It might be faster to have multiple rsync operations (via xargs or the like), but if the disk is relatively empty I can see this being faster. Finding the right level of parallelism isn’t something I can help you with, probably needs some experimentation.


[flagged]


Please read the site guidelines and follow them: https://news.ycombinator.com/newsguidelines.html. Note this: "Eschew flamebait. Don't introduce flamewar topics unless you have something genuinely new to say. Avoid unrelated controversies and generic tangents."

We detached this subthread from https://news.ycombinator.com/item?id=25222895.


I despise Facebook, but this is a horrible take. They’re not actively in the business of genocide.


Even if it's through inaction, they're still liable.


Unless you're Rohingya


Myanmar?


Is that an accusation that eBFP & io_uring are somehow tools of genocide?

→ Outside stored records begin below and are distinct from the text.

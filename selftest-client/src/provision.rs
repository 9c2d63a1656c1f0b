//! Test instance provisioning with bounded status polling.

use crate::remote::{RemoteClient, RemoteError};
use crate::stop::StopSignal;
use crate::teardown::TeardownGuard;
use selftest_core::{ImageSettings, LifecycleEvent, RetryPolicy, TestInstance};
use selftest_types::{HostRecord, InstanceId, InstanceStatus, RemoteState};
use std::time::Duration;
use thiserror::Error;

/// Provisioning failures.
#[derive(Debug, Clone, PartialEq, Error)]
pub enum ProvisionError {
    /// Instance did not become ready before the deadline or the poll bound.
    #[error("instance {instance_id} not running after {waited:?} (last state: {last_state})")]
    Timeout {
        /// Instance that was waited on.
        instance_id: InstanceId,
        /// Time spent waiting.
        waited: Duration,
        /// Last state the platform reported.
        last_state: String,
    },

    /// The platform refused the instance or it broke while starting.
    #[error("{0}")]
    Rejected(String),

    /// Stop requested while waiting.
    #[error("stopped while waiting for instance {0}")]
    Cancelled(InstanceId),
}

/// Knobs for [`Provisioner`].
#[derive(Debug, Clone, PartialEq)]
pub struct ProvisionSettings {
    /// Deadline for the instance to reach Ready.
    pub timeout: Duration,
    /// Poll bound and backoff between status reads.
    pub poll: RetryPolicy,
    /// Upper bound on each individual API call.
    pub call_timeout: Duration,
    /// How the instance spec is built.
    pub image: ImageSettings,
}

impl Default for ProvisionSettings {
    fn default() -> Self {
        Self {
            timeout: Duration::from_secs(900),
            poll: RetryPolicy::provisioning(),
            call_timeout: Duration::from_secs(30),
            image: ImageSettings::default(),
        }
    }
}

enum Poll {
    Ready(String),
    Broken(String),
    Waiting(String),
}

fn classify(status: &InstanceStatus) -> Poll {
    let msg = status.status_msg.as_deref().unwrap_or("").trim();
    if status.reports_error() {
        return Poll::Broken(format!("instance reported an error: {}", msg));
    }
    match status.actual {
        RemoteState::Running => match &status.endpoint {
            Some(endpoint) => Poll::Ready(endpoint.clone()),
            None => Poll::Waiting("running, agent endpoint not published".into()),
        },
        RemoteState::Offline => Poll::Broken("instance went offline while starting".into()),
        RemoteState::Exited | RemoteState::Destroyed => {
            Poll::Broken(format!("instance stopped while starting: {:?}", status.actual))
        }
        other => Poll::Waiting(format!("{:?}", other).to_lowercase()),
    }
}

/// Creates the test instance and waits for it to become Ready.
pub struct Provisioner<'a> {
    client: &'a dyn RemoteClient,
    settings: &'a ProvisionSettings,
}

impl<'a> Provisioner<'a> {
    /// Create a provisioner.
    pub fn new(client: &'a dyn RemoteClient, settings: &'a ProvisionSettings) -> Self {
        Self { client, settings }
    }

    /// Provision an instance on `host` and leave it Ready inside `guard`.
    ///
    /// The guard adopts the instance as soon as creation is acknowledged,
    /// so every error after that point still ends in a destroy.
    pub async fn provision(
        &self,
        host: &HostRecord,
        guard: &mut TeardownGuard,
        stop: &StopSignal,
    ) -> Result<(), ProvisionError> {
        let spec = self
            .settings
            .image
            .spec_for(host)
            .map_err(|e| ProvisionError::Rejected(e.to_string()))?;

        let created = tokio::time::timeout(
            self.settings.call_timeout,
            self.client.create_instance(host.id, &spec),
        )
        .await
        .unwrap_or(Err(RemoteError::Timeout));
        let instance_id = created
            .map_err(|e| ProvisionError::Rejected(format!("create instance failed: {}", e)))?;

        tracing::info!(host_id = %host.id, %instance_id, image = %spec.image, "instance created");
        guard.adopt(TestInstance::accepted(
            instance_id,
            host.id,
            self.settings.timeout,
        ));

        let Some(instance) = guard.instance_mut() else {
            return Err(ProvisionError::Rejected("instance lost after adoption".into()));
        };
        self.wait_ready(instance, stop).await
    }

    async fn wait_ready(
        &self,
        instance: &mut TestInstance,
        stop: &StopSignal,
    ) -> Result<(), ProvisionError> {
        let policy = &self.settings.poll;
        let mut stop = stop.clone();
        let mut last_state = String::from("requested");
        let mut attempt = 0;

        loop {
            attempt += 1;
            let remaining = instance.remaining();
            if remaining.is_zero() {
                break;
            }

            let status = tokio::time::timeout(
                self.settings.call_timeout.min(remaining),
                self.client.instance_status(instance.id),
            )
            .await
            .unwrap_or(Err(RemoteError::Timeout));

            match status {
                Ok(status) => match classify(&status) {
                    Poll::Ready(endpoint) => {
                        tracing::info!(
                            host_id = %instance.host_id,
                            instance_id = %instance.id,
                            %endpoint,
                            "instance ready"
                        );
                        instance.mark_ready(endpoint);
                        return Ok(());
                    }
                    Poll::Broken(reason) => {
                        instance.apply(LifecycleEvent::Rejected);
                        tracing::warn!(
                            host_id = %instance.host_id,
                            instance_id = %instance.id,
                            "{}",
                            reason
                        );
                        return Err(ProvisionError::Rejected(reason));
                    }
                    Poll::Waiting(state) => {
                        tracing::debug!(
                            host_id = %instance.host_id,
                            instance_id = %instance.id,
                            attempt,
                            "instance status: {}",
                            state
                        );
                        last_state = state;
                    }
                },
                Err(e) if e.is_transient() || matches!(e, RemoteError::NotFound(_)) => {
                    tracing::debug!(
                        instance_id = %instance.id,
                        attempt,
                        "status read failed: {}",
                        e
                    );
                }
                Err(e) => {
                    instance.apply(LifecycleEvent::Rejected);
                    return Err(ProvisionError::Rejected(format!("status read failed: {}", e)));
                }
            }

            if !policy.should_retry(attempt) {
                break;
            }
            let delay = policy.backoff(attempt).min(instance.remaining());
            tokio::select! {
                _ = tokio::time::sleep(delay) => {}
                _ = stop.stopped() => {
                    return Err(ProvisionError::Cancelled(instance.id));
                }
            }
        }

        instance.apply(LifecycleEvent::TimedOut);
        let waited = self.settings.timeout.saturating_sub(instance.remaining());
        tracing::warn!(
            host_id = %instance.host_id,
            instance_id = %instance.id,
            "instance not ready after {:?}",
            waited
        );
        Err(ProvisionError::Timeout {
            instance_id: instance.id,
            waited,
            last_state,
        })
    }
}
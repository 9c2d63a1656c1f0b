//! Error types for selftest-types.

use thiserror::Error;

/// Errors raised when parsing identifiers and versions from text.
#[derive(Debug, Clone, PartialEq, Eq, Error)]
pub enum ParseError {
    /// Identifier was not a non-negative integer.
    #[error("invalid {kind} id: {value:?}")]
    InvalidId {
        /// Which identifier was being parsed ("host", "instance").
        kind: &'static str,
        /// The rejected input.
        value: String,
    },

    /// Driver version was not a dotted list of integers.
    #[error("invalid driver version: {0:?}")]
    InvalidVersion(String),
}

#[cfg(test)]
mod tests {
    use super::*;

    #[test]
    fn error_display() {
        let err = ParseError::InvalidId {
            kind: "host",
            value: "abc".into(),
        };
        assert_eq!(err.to_string(), "invalid host id: \"abc\"");
    }

    #[test]
    fn error_is_send_sync() {
        fn assert_send_sync<T: Send + Sync>() {}
        assert_send_sync::<ParseError>();
    }
}
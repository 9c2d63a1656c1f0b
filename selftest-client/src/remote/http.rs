//! HTTP adapters for the marketplace API and the diagnostic agent.

use super::{InstanceProbe, RemoteClient, RemoteError};
use async_trait::async_trait;
use reqwest::{RequestBuilder, Response, StatusCode};
use selftest_types::{
    HostId, HostRecord, InstanceId, InstanceSpec, InstanceStatus, KernelReport, KernelSpec,
    RemoteState, StressReport, SystemInfo,
};
use serde::de::DeserializeOwned;
use serde::{Deserialize, Serialize};
use std::time::Duration;

/// Default marketplace API base URL.
pub const DEFAULT_API_URL: &str = "https://console.vast.ai";

impl From<reqwest::Error> for RemoteError {
    fn from(e: reqwest::Error) -> Self {
        if e.is_timeout() {
            RemoteError::Timeout
        } else if e.is_connect() {
            RemoteError::Unreachable(e.to_string())
        } else if e.is_decode() {
            RemoteError::Rejected(format!("unexpected response body: {}", e))
        } else {
            RemoteError::Transient(e.to_string())
        }
    }
}

/// Map a non-success status to an error.
async fn check(response: Response, what: &str) -> Result<Response, RemoteError> {
    let status = response.status();
    if status.is_success() {
        return Ok(response);
    }
    let body = response.text().await.unwrap_or_default();
    let detail = format!("{} ({}): {}", what, status, body.trim());

    Err(if status == StatusCode::NOT_FOUND {
        RemoteError::NotFound(what.to_string())
    } else if status == StatusCode::TOO_MANY_REQUESTS || status.is_server_error() {
        RemoteError::Transient(detail)
    } else {
        RemoteError::Rejected(detail)
    })
}

async fn send_json<T: DeserializeOwned>(req: RequestBuilder, what: &str) -> Result<T, RemoteError> {
    let response = check(req.send().await?, what).await?;
    Ok(response.json().await?)
}

#[derive(Serialize)]
struct CreateRequest<'a> {
    #[serde(flatten)]
    spec: &'a InstanceSpec,
    runtype: &'static str,
}

#[derive(Deserialize)]
struct CreateResponse {
    new_contract: u64,
}

#[derive(Deserialize)]
struct InstanceEnvelope {
    instances: InstanceWire,
}

#[derive(Deserialize)]
struct InstanceWire {
    #[serde(default)]
    actual_status: Option<RemoteState>,
    #[serde(default)]
    status_msg: Option<String>,
    #[serde(default)]
    public_ipaddr: Option<String>,
    #[serde(default)]
    agent_port: Option<u16>,
}

impl From<InstanceWire> for InstanceStatus {
    fn from(wire: InstanceWire) -> Self {
        let actual = wire.actual_status.unwrap_or(RemoteState::Created);
        let endpoint = match (wire.public_ipaddr, wire.agent_port) {
            (Some(ip), Some(port)) if !ip.trim().is_empty() => {
                Some(format!("{}:{}", ip.trim(), port))
            }
            _ => None,
        };
        InstanceStatus {
            actual,
            status_msg: wire.status_msg.filter(|m| !m.is_empty()),
            endpoint,
        }
    }
}

/// Marketplace API client.
#[derive(Debug, Clone)]
pub struct HttpPlatform {
    base_url: String,
    api_key: String,
    http: reqwest::Client,
}

impl HttpPlatform {
    /// Create a client. `timeout` bounds every request.
    pub fn new(base_url: &str, api_key: &str, timeout: Duration) -> Result<Self, RemoteError> {
        let http = reqwest::Client::builder()
            .timeout(timeout)
            .build()
            .map_err(|e| RemoteError::Rejected(format!("http client: {}", e)))?;
        Ok(Self {
            base_url: base_url.trim_end_matches('/').to_string(),
            api_key: api_key.to_string(),
            http,
        })
    }

    /// Base URL requests go to.
    pub fn base_url(&self) -> &str {
        &self.base_url
    }

    /// Build an API URL from a path below `/api/v0`.
    pub fn api_url(&self, path: &str) -> String {
        format!("{}/api/v0{}", self.base_url, path)
    }

    fn get(&self, path: &str) -> RequestBuilder {
        self.http.get(self.api_url(path)).bearer_auth(&self.api_key)
    }
}

#[async_trait]
impl RemoteClient for HttpPlatform {
    async fn ping(&self) -> Result<(), RemoteError> {
        let response = self.get("/users/current/").send().await?;
        check(response, "current user").await.map(|_| ())
    }

    async fn host_metadata(&self, host_id: HostId) -> Result<HostRecord, RemoteError> {
        let req = self.get(&format!("/machines/{}/selftest/", host_id));
        let mut record: HostRecord = send_json(req, &format!("host {}", host_id)).await?;
        record.id = host_id;
        Ok(record)
    }

    async fn create_instance(
        &self,
        host_id: HostId,
        spec: &InstanceSpec,
    ) -> Result<InstanceId, RemoteError> {
        let req = self
            .http
            .put(self.api_url(&format!("/machines/{}/selftest/instances/", host_id)))
            .bearer_auth(&self.api_key)
            .json(&CreateRequest {
                spec,
                runtype: "args",
            });
        let created: CreateResponse = send_json(req, &format!("host {}", host_id)).await?;
        Ok(InstanceId::new(created.new_contract))
    }

    async fn instance_status(
        &self,
        instance_id: InstanceId,
    ) -> Result<InstanceStatus, RemoteError> {
        let req = self.get(&format!("/instances/{}/", instance_id));
        let envelope: InstanceEnvelope =
            send_json(req, &format!("instance {}", instance_id)).await?;
        Ok(envelope.instances.into())
    }

    async fn destroy_instance(&self, instance_id: InstanceId) -> Result<(), RemoteError> {
        let response = self
            .http
            .delete(self.api_url(&format!("/instances/{}/", instance_id)))
            .bearer_auth(&self.api_key)
            .send()
            .await?;
        check(response, &format!("instance {}", instance_id))
            .await
            .map(|_| ())
    }
}

#[derive(Serialize)]
struct StressRequest {
    duration_secs: u64,
}

/// Client for the diagnostic agent's HTTP endpoints.
#[derive(Debug, Clone)]
pub struct HttpProbe {
    http: reqwest::Client,
}

impl HttpProbe {
    /// Create a probe. `timeout` bounds every request; the stress call
    /// extends it by the requested duration.
    pub fn new(timeout: Duration) -> Result<Self, RemoteError> {
        let http = reqwest::Client::builder()
            .timeout(timeout)
            .build()
            .map_err(|e| RemoteError::Rejected(format!("http client: {}", e)))?;
        Ok(Self { http })
    }

    /// URL of an agent endpoint.
    pub fn agent_url(endpoint: &str, path: &str) -> String {
        format!("http://{}{}", endpoint, path)
    }
}

#[async_trait]
impl InstanceProbe for HttpProbe {
    async fn system_info(&self, endpoint: &str) -> Result<SystemInfo, RemoteError> {
        let req = self.http.get(Self::agent_url(endpoint, "/system"));
        send_json(req, "agent system info").await
    }

    async fn run_kernel(
        &self,
        endpoint: &str,
        spec: KernelSpec,
    ) -> Result<KernelReport, RemoteError> {
        let req = self
            .http
            .post(Self::agent_url(endpoint, "/kernel"))
            .json(&spec);
        send_json(req, "agent kernel run").await
    }

    async fn stress(&self, endpoint: &str, duration: Duration) -> Result<StressReport, RemoteError> {
        let req = self
            .http
            .post(Self::agent_url(endpoint, "/stress"))
            .timeout(duration.saturating_add(Duration::from_secs(60)))
            .json(&StressRequest {
                duration_secs: duration.as_secs(),
            });
        send_json(req, "agent stress run").await
    }
}
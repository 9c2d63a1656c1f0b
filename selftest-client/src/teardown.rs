//! Scoped ownership of a test instance with guaranteed destroy.
//!
//! The provisioner hands the instance to a [`TeardownGuard`] as soon as the
//! platform acknowledges creation. From then on the destroy call happens
//! exactly once, through one of two paths:
//!
//! - [`TeardownGuard::release`], awaited by the pipeline on every normal or
//!   failed exit, returning a [`TeardownOutcome`] for the report
//! - `Drop`, when the owning future is dropped before `release` ran; the
//!   destroy is spawned on the ambient tokio runtime

use crate::remote::{RemoteClient, RemoteError};
use selftest_core::{LifecycleEvent, RetryPolicy, TeardownOutcome, TestInstance};
use selftest_types::{HostId, InstanceId};
use std::sync::Arc;
use std::time::Duration;
use thiserror::Error;

/// Destroy never succeeded within the retry bound.
#[derive(Debug, Clone, PartialEq, Eq, Error)]
#[error("failed to destroy instance {instance_id} after {attempts} attempts: {last_error}")]
pub struct TeardownFailure {
    /// Instance that may have leaked.
    pub instance_id: InstanceId,
    /// Destroy calls made.
    pub attempts: u32,
    /// Error from the last call.
    pub last_error: RemoteError,
}

/// Destroy an instance, retrying transient failures.
///
/// `NotFound` counts as destroyed. Each call is bounded by `call_timeout`;
/// an elapsed call is a transient [`RemoteError::Timeout`]. Returns the
/// number of calls made.
pub async fn destroy_with_retry(
    client: &dyn RemoteClient,
    policy: &RetryPolicy,
    call_timeout: Duration,
    instance_id: InstanceId,
) -> Result<u32, TeardownFailure> {
    let mut attempt = 0;
    loop {
        attempt += 1;
        let result = tokio::time::timeout(call_timeout, client.destroy_instance(instance_id))
            .await
            .unwrap_or(Err(RemoteError::Timeout));
        match result {
            Ok(()) => return Ok(attempt),
            Err(RemoteError::NotFound(_)) => {
                tracing::debug!(%instance_id, "instance already gone");
                return Ok(attempt);
            }
            Err(e) if e.is_transient() && policy.should_retry(attempt) => {
                let delay = policy.backoff(attempt);
                tracing::warn!(
                    %instance_id,
                    attempt,
                    "destroy failed: {}; retrying in {:?}",
                    e,
                    delay
                );
                tokio::time::sleep(delay).await;
            }
            Err(e) => {
                return Err(TeardownFailure {
                    instance_id,
                    attempts: attempt,
                    last_error: e,
                })
            }
        }
    }
}

/// Owns at most one test instance and destroys it on every exit path.
pub struct TeardownGuard {
    client: Arc<dyn RemoteClient>,
    policy: RetryPolicy,
    call_timeout: Duration,
    host_id: HostId,
    instance: Option<TestInstance>,
}

impl TeardownGuard {
    /// Create an empty guard for a host.
    ///
    /// `call_timeout` bounds each destroy call.
    pub fn new(
        client: Arc<dyn RemoteClient>,
        policy: RetryPolicy,
        call_timeout: Duration,
        host_id: HostId,
    ) -> Self {
        Self {
            client,
            policy,
            call_timeout,
            host_id,
            instance: None,
        }
    }

    /// Take ownership of an acknowledged instance.
    ///
    /// A guard owns one instance per run; adopting a second one destroys
    /// the first in the background.
    pub fn adopt(&mut self, instance: TestInstance) {
        if let Some(previous) = self.instance.replace(instance) {
            tracing::warn!(
                host_id = %self.host_id,
                instance_id = %previous.id,
                "guard already owned an instance"
            );
            self.spawn_destroy(previous.id);
        }
    }

    /// The owned instance, if any.
    pub fn instance(&self) -> Option<&TestInstance> {
        self.instance.as_ref()
    }

    /// Mutable access to the owned instance, for lifecycle events.
    pub fn instance_mut(&mut self) -> Option<&mut TestInstance> {
        self.instance.as_mut()
    }

    /// Destroy the owned instance, if any, and report what happened.
    ///
    /// Never fails: exhausting the retries yields [`TeardownOutcome::Leaked`].
    pub async fn release(mut self) -> TeardownOutcome {
        let Some(mut instance) = self.instance.take() else {
            return TeardownOutcome::NotProvisioned;
        };
        let instance_id = instance.id;

        let destroyed = destroy_with_retry(
            self.client.as_ref(),
            &self.policy,
            self.call_timeout,
            instance_id,
        )
        .await;
        match destroyed {
            Ok(attempts) => {
                instance.apply(LifecycleEvent::Destroyed);
                tracing::info!(
                    host_id = %self.host_id,
                    %instance_id,
                    attempts,
                    "instance destroyed"
                );
                TeardownOutcome::Destroyed {
                    instance_id,
                    attempts,
                }
            }
            Err(failure) => {
                tracing::error!(
                    host_id = %self.host_id,
                    %instance_id,
                    "{}; the instance may still be billing",
                    failure
                );
                TeardownOutcome::Leaked {
                    instance_id,
                    attempts: failure.attempts,
                    error: failure.last_error.to_string(),
                }
            }
        }
    }

    fn spawn_destroy(&self, instance_id: InstanceId) {
        let client = Arc::clone(&self.client);
        let policy = self.policy;
        let call_timeout = self.call_timeout;
        let host_id = self.host_id;

        match tokio::runtime::Handle::try_current() {
            Ok(handle) => {
                handle.spawn(async move {
                    if let Err(failure) =
                        destroy_with_retry(client.as_ref(), &policy, call_timeout, instance_id)
                            .await
                    {
                        tracing::error!(%host_id, %instance_id, "{}", failure);
                    }
                });
            }
            Err(_) => {
                tracing::error!(
                    %host_id,
                    %instance_id,
                    "no async runtime to destroy instance; it may still be billing"
                );
            }
        }
    }
}

impl Drop for TeardownGuard {
    fn drop(&mut self) {
        if let Some(instance) = self.instance.take() {
            tracing::warn!(
                host_id = %self.host_id,
                instance_id = %instance.id,
                "teardown guard dropped while owning an instance; destroying in background"
            );
            self.spawn_destroy(instance.id);
        }
    }
}

impl std::fmt::Debug for TeardownGuard {
    fn fmt(&self, f: &mut std::fmt::Formatter<'_>) -> std::fmt::Result {
        f.debug_struct("TeardownGuard")
            .field("host_id", &self.host_id)
            .field("policy", &self.policy)
            .field("call_timeout", &self.call_timeout)
            .field("instance", &self.instance)
            .finish_non_exhaustive()
    }
}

That seems a stretch. At some point, good work is good work.

It isn't like Alexei & Jens working for a different company and implementing the same features would stop people using them. As TFA mentions, these are likely to be hot, high demand nuggets for many companies and developers.


You're stretching big with the implication that they're tools of genocide, since that's not really how his comment (however snarky) reads. Good work does not remove it from a morally messed up situation.

Facebook has caused serious issues with society and it's not cool to just glaze over this any time their contribution to technology comes up.


I understand your feelings but it's not fair to blame developers for what the management is doing.


If you choose to give your labor to a company, you tacitly approve of what the company does with the fruits of that labor.


> you tacitly approve

This view seems quite reductionist. It's smells like guilt by association. It excludes the middle ground where you do not approve but ignore that due to other priorities (such as money or excitement about technology you get to work on). Approval is not a binary choice. It also is subject to tradeoffs.

So all you can derive from someone working at facebook is that their preference against indirect contribution (by several hops) to genocide is weaker than the combination of some other preferences. This may also be due to how they're discounting that responsibility distance.


Frankly, I don't understand this logic. This would mean all workers approve what their companies are doing. There are many warehouse workers at Amazon who hate several aspects of their company. Nevertheless, they still work there as they need to feed their families. That's one point.

Second, Facebook is not a tobacco or gun manufacturing company. Their main business is advertising, and they made several grave errors on the way, and they continue to do certain wrong things, but as much as you can hate them you can't morally equate any communication platform with planned genocide. It's shifting responsibility from actual people who commit attrocities to a platform that makes it easier for them to communicate. Yes, FB is easier to blame, but this approach misses the main point.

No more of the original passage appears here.